Return the entire listing exactly, leaving nothing out.

§ RECORDS TO PROCESS
----------

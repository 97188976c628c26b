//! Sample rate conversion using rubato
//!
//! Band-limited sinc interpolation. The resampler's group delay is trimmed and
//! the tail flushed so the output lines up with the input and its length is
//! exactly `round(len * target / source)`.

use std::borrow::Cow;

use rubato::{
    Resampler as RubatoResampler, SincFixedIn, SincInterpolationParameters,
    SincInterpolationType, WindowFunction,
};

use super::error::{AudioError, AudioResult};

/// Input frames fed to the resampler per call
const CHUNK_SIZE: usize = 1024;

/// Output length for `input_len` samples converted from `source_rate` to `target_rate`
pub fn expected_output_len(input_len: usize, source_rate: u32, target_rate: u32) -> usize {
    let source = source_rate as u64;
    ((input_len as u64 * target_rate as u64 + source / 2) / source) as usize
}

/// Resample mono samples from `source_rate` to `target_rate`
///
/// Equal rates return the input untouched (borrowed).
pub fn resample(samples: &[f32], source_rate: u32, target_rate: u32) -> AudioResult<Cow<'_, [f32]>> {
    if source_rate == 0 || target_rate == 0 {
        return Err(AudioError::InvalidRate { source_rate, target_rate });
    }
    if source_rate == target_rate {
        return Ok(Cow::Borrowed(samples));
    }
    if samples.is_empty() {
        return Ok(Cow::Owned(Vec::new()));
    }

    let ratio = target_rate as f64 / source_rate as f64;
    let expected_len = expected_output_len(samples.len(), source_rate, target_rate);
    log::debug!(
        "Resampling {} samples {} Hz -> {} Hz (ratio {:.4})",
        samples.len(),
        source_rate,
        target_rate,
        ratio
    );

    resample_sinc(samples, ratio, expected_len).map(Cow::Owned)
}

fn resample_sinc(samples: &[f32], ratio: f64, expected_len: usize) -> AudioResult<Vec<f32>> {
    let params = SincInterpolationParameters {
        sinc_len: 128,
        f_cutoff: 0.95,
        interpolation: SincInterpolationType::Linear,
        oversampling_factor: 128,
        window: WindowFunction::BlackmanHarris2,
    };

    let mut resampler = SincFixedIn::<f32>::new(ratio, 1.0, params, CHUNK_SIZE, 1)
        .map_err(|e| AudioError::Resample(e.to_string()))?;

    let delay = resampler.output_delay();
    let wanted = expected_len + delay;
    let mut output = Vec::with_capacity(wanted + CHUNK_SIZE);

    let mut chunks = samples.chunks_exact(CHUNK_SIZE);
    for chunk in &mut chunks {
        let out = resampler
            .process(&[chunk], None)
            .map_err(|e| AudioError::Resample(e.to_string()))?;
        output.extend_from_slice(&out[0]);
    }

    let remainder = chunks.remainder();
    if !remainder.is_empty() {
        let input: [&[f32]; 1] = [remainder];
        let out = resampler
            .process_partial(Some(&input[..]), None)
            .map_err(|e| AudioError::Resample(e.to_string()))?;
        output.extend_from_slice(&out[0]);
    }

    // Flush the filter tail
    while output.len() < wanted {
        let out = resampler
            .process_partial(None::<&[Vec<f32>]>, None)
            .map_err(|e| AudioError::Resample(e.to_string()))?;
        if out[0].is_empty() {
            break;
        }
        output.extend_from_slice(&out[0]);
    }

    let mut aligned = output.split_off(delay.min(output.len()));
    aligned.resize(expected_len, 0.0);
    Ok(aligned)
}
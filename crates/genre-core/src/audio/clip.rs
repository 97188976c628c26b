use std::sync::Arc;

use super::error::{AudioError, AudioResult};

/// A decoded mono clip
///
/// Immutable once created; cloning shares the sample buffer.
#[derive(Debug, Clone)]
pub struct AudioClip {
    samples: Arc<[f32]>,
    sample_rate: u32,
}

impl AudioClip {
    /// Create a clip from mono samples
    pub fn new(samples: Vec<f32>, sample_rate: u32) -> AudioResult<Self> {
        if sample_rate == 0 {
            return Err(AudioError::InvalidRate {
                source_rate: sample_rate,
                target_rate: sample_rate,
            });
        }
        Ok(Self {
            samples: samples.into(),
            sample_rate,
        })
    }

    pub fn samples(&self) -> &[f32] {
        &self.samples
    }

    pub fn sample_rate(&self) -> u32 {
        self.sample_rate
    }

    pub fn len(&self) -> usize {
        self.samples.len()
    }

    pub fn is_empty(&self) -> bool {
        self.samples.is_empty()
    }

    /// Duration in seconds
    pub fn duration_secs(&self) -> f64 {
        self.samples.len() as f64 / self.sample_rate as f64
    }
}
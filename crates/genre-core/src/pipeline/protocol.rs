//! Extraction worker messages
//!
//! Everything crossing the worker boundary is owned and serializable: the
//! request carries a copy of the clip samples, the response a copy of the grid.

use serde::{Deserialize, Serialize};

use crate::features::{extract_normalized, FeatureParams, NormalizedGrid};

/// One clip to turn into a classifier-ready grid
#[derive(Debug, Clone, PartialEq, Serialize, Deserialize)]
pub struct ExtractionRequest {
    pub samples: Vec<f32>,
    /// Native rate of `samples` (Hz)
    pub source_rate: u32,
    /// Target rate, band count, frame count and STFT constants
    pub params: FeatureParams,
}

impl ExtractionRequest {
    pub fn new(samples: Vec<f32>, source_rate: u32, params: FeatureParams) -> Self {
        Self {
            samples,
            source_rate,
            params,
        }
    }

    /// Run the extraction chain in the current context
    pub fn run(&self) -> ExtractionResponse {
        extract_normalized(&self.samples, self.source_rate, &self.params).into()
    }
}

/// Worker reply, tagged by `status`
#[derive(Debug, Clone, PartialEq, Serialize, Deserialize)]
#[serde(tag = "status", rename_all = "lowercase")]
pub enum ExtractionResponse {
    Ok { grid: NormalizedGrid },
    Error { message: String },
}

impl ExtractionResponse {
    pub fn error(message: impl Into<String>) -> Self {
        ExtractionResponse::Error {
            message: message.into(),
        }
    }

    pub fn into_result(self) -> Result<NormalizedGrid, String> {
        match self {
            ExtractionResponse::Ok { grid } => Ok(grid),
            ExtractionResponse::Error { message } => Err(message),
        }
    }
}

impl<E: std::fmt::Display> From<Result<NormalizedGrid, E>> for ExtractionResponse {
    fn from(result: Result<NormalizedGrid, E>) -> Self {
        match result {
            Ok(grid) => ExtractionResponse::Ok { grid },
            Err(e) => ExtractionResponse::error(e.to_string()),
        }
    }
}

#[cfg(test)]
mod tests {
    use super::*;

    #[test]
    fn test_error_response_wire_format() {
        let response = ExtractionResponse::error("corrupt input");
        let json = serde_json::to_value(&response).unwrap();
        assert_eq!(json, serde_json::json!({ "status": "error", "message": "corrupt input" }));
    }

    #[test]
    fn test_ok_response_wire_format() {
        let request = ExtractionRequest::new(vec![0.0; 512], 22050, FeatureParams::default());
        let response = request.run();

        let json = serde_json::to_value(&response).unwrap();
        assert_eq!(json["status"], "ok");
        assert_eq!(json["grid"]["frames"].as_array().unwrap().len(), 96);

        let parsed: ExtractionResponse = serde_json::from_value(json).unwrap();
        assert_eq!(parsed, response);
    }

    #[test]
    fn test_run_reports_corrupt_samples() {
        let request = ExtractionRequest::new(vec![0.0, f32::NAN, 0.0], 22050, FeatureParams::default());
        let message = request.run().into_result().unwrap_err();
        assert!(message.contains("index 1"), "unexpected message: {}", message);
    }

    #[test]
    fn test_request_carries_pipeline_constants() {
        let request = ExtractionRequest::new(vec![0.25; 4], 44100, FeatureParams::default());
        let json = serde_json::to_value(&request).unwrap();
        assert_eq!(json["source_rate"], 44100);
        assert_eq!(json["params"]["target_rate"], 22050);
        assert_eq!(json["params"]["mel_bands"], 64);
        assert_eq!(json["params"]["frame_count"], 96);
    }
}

----------

§ SOLUTION TO THE PROBLEM
repository 97188976c628c26b
//! Sample rate conversion using rubato
//!
//! Band-limited sinc interpolation. The resampler's group delay is trimmed and
//! the tail flushed so the output lines up with the input and its length is
//! exactly `round(len * target / source)`.

use std::borrow::Cow;

use rubato::{
    Resampler as RubatoResampler, SincFixedIn, SincInterpolationParameters,
    SincInterpolationType, WindowFunction,
};

use super::error::{AudioError, AudioResult};

/// Input frames fed to the resampler per call
const CHUNK_SIZE: usize = 1024;

/// Output length for `input_len` samples converted from `source_rate` to `target_rate`
pub fn expected_output_len(input_len: usize, source_rate: u32, target_rate: u32) -> usize {
    let source = source_rate as u64;
    ((input_len as u64 * target_rate as u64 + source / 2) / source) as usize
}

/// Resample mono samples from `source_rate` to `target_rate`
///
/// Equal rates return the input untouched (borrowed).
pub fn resample(samples: &[f32], source_rate: u32, target_rate: u32) -> AudioResult<Cow<'_, [f32]>> {
    if source_rate == 0 || target_rate == 0 {
        return Err(AudioError::InvalidRate { source_rate, target_rate });
    }
    if source_rate == target_rate {
        return Ok(Cow::Borrowed(samples));
    }
    if samples.is_empty() {
        return Ok(Cow::Owned(Vec::new()));
    }

    let ratio = target_rate as f64 / source_rate as f64;
    let expected_len = expected_output_len(samples.len(), source_rate, target_rate);
    log::debug!(
        "Resampling {} samples {} Hz -> {} Hz (ratio {:.4})",
        samples.len(),
        source_rate,
        target_rate,
        ratio
    );

    resample_sinc(samples, ratio, expected_len).map(Cow::Owned)
}

fn resample_sinc(samples: &[f32], ratio: f64, expected_len: usize) -> AudioResult<Vec<f32>> {
    let params = SincInterpolationParameters {
        sinc_len: 128,
        f_cutoff: 0.95,
        interpolation: SincInterpolationType::Linear,
        oversampling_factor: 128,
        window: WindowFunction::BlackmanHarris2,
    };

    let mut resampler = SincFixedIn::<f32>::new(ratio, 1.0, params, CHUNK_SIZE, 1)
        .map_err(|e| AudioError::Resample(e.to_string()))?;

    let delay = resampler.output_delay();
    let wanted = expected_len + delay;
    let mut output = Vec::with_capacity(wanted + CHUNK_SIZE);

    let mut chunks = samples.chunks_exact(CHUNK_SIZE);
    for chunk in &mut chunks {
        let out = resampler
            .process(&[chunk], None)
            .map_err(|e| AudioError::Resample(e.to_string()))?;
        output.extend_from_slice(&out[0]);
    }

    let remainder = chunks.remainder();
    if !remainder.is_empty() {
        let input: [&[f32]; 1] = [remainder];
        let out = resampler
            .process_partial(Some(&input[..]), None)
            .map_err(|e| AudioError::Resample(e.to_string()))?;
        output.extend_from_slice(&out[0]);
    }

    // Flush the filter tail
    while output.len() < wanted {
        let out = resampler
            .process_partial(None::<&[Vec<f32>]>, None)
            .map_err(|e| AudioError::Resample(e.to_string()))?;
        if out[0].is_empty() {
            break;
        }
        output.extend_from_slice(&out[0]);
    }

    let mut aligned = output.split_off(delay.min(output.len()));
    aligned.resize(expected_len, 0.0);
    Ok(aligned)
}
filename crates/genre-core/src/audio/clip.rs
repository 97188976c628c26b
use std::sync::Arc;

use super::error::{AudioError, AudioResult};

/// A decoded mono clip
///
/// Immutable once created; cloning shares the sample buffer.
#[derive(Debug, Clone)]
pub struct AudioClip {
    samples: Arc<[f32]>,
    sample_rate: u32,
}

impl AudioClip {
    /// Create a clip from mono samples
    pub fn new(samples: Vec<f32>, sample_rate: u32) -> AudioResult<Self> {
        if sample_rate == 0 {
            return Err(AudioError::InvalidRate {
                source_rate: sample_rate,
                target_rate: sample_rate,
            });
        }
        Ok(Self {
            samples: samples.into(),
            sample_rate,
        })
    }

    pub fn samples(&self) -> &[f32] {
        &self.samples
    }

    pub fn sample_rate(&self) -> u32 {
        self.sample_rate
    }

    pub fn len(&self) -> usize {
        self.samples.len()
    }

    pub fn is_empty(&self) -> bool {
        self.samples.is_empty()
    }

    /// Duration in seconds
    pub fn duration_secs(&self) -> f64 {
        self.samples.len() as f64 / self.sample_rate as f64
    }
}
filename crates/genre-core/src/pipeline/protocol.rs
//! Extraction worker messages
//!
//! Everything crossing the worker boundary is owned and serializable: the
//! request carries a copy of the clip samples, the response a copy of the grid.

use serde::{Deserialize, Serialize};

use crate::features::{extract_normalized, FeatureParams, NormalizedGrid};

/// One clip to turn into a classifier-ready grid
#[derive(Debug, Clone, PartialEq, Serialize, Deserialize)]
pub struct ExtractionRequest {
    pub samples: Vec<f32>,
    /// Native rate of `samples` (Hz)
    pub source_rate: u32,
    /// Target rate, band count, frame count and STFT constants
    pub params: FeatureParams,
}

impl ExtractionRequest {
    pub fn new(samples: Vec<f32>, source_rate: u32, params: FeatureParams) -> Self {
        Self {
            samples,
            source_rate,
            params,
        }
    }

    /// Run the extraction chain in the current context
    pub fn run(&self) -> ExtractionResponse {
        extract_normalized(&self.samples, self.source_rate, &self.params).into()
    }
}

/// Worker reply, tagged by `status`
#[derive(Debug, Clone, PartialEq, Serialize, Deserialize)]
#[serde(tag = "status", rename_all = "lowercase")]
pub enum ExtractionResponse {
    Ok { grid: NormalizedGrid },
    Error { message: String },
}

impl ExtractionResponse {
    pub fn error(message: impl Into<String>) -> Self {
        ExtractionResponse::Error {
            message: message.into(),
        }
    }

    pub fn into_result(self) -> Result<NormalizedGrid, String> {
        match self {
            ExtractionResponse::Ok { grid } => Ok(grid),
            ExtractionResponse::Error { message } => Err(message),
        }
    }
}

impl<E: std::fmt::Display> From<Result<NormalizedGrid, E>> for ExtractionResponse {
    fn from(result: Result<NormalizedGrid, E>) -> Self {
        match result {
            Ok(grid) => ExtractionResponse::Ok { grid },
            Err(e) => ExtractionResponse::error(e.to_string()),
        }
    }
}

#[cfg(test)]
mod tests {
    use super::*;

    #[test]
    fn test_error_response_wire_format() {
        let response = ExtractionResponse::error("corrupt input");
        let json = serde_json::to_value(&response).unwrap();
        assert_eq!(json, serde_json::json!({ "status": "error", "message": "corrupt input" }));
    }

    #[test]
    fn test_ok_response_wire_format() {
        let request = ExtractionRequest::new(vec![0.0; 512], 22050, FeatureParams::default());
        let response = request.run();

        let json = serde_json::to_value(&response).unwrap();
        assert_eq!(json["status"], "ok");
        assert_eq!(json["grid"]["frames"].as_array().unwrap().len(), 96);

        let parsed: ExtractionResponse = serde_json::from_value(json).unwrap();
        assert_eq!(parsed, response);
    }

    #[test]
    fn test_run_reports_corrupt_samples() {
        let request = ExtractionRequest::new(vec![0.0, f32::NAN, 0.0], 22050, FeatureParams::default());
        let message = request.run().into_result().unwrap_err();
        assert!(message.contains("index 1"), "unexpected message: {}", message);
    }

    #[test]
    fn test_request_carries_pipeline_constants() {
        let request = ExtractionRequest::new(vec![0.25; 4], 44100, FeatureParams::default());
        let json = serde_json::to_value(&request).unwrap();
        assert_eq!(json["source_rate"], 44100);
        assert_eq!(json["params"]["target_rate"], 22050);
        assert_eq!(json["params"]["mel_bands"], 64);
        assert_eq!(json["params"]["frame_count"], 96);
    }
}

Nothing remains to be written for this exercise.